Exercise requirements:
Repeat the entries exactly, keeping every line as it is.

Data provided:
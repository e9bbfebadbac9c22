use crate::fixture::{repository::FixtureEntity, scope::StoreId};

#[derive(Clone, Debug, PartialEq)]
pub struct CartItemDraft {
    pub sku: String,
    pub qty: f64,
}

/// Entity shell for a cart.
#[derive(Clone, Debug, Default, PartialEq)]
pub struct CartDraft {
    pub masked_id: String,
    pub store_id: StoreId,
    pub customer_email: Option<String>,
    pub is_active: bool,
    pub items: Vec<CartItemDraft>,
    pub items_count: i32,
    pub items_qty: f64,
}

/// A cart with its items.
#[derive(Clone, Debug, PartialEq)]
pub struct Cart {
    pub model: entity::cart::Model,
    pub items: Vec<entity::cart_item::Model>,
}

impl FixtureEntity for Cart {
    type Id = i32;

    const KIND: &'static str = "cart";

    fn id(&self) -> i32 {
        self.model.id
    }

    fn natural_key(&self) -> String {
        self.model.masked_id.clone()
    }
}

Written response:
repository e9bbfebadbac9c22
use crate::fixture::{repository::FixtureEntity, scope::StoreId};

#[derive(Clone, Debug, PartialEq)]
pub struct CartItemDraft {
    pub sku: String,
    pub qty: f64,
}

/// Entity shell for a cart.
#[derive(Clone, Debug, Default, PartialEq)]
pub struct CartDraft {
    pub masked_id: String,
    pub store_id: StoreId,
    pub customer_email: Option<String>,
    pub is_active: bool,
    pub items: Vec<CartItemDraft>,
    pub items_count: i32,
    pub items_qty: f64,
}

/// A cart with its items.
#[derive(Clone, Debug, PartialEq)]
pub struct Cart {
    pub model: entity::cart::Model,
    pub items: Vec<entity::cart_item::Model>,
}

impl FixtureEntity for Cart {
    type Id = i32;

    const KIND: &'static str = "cart";

    fn id(&self) -> i32 {
        self.model.id
    }

    fn natural_key(&self) -> String {
        self.model.masked_id.clone()
    }
}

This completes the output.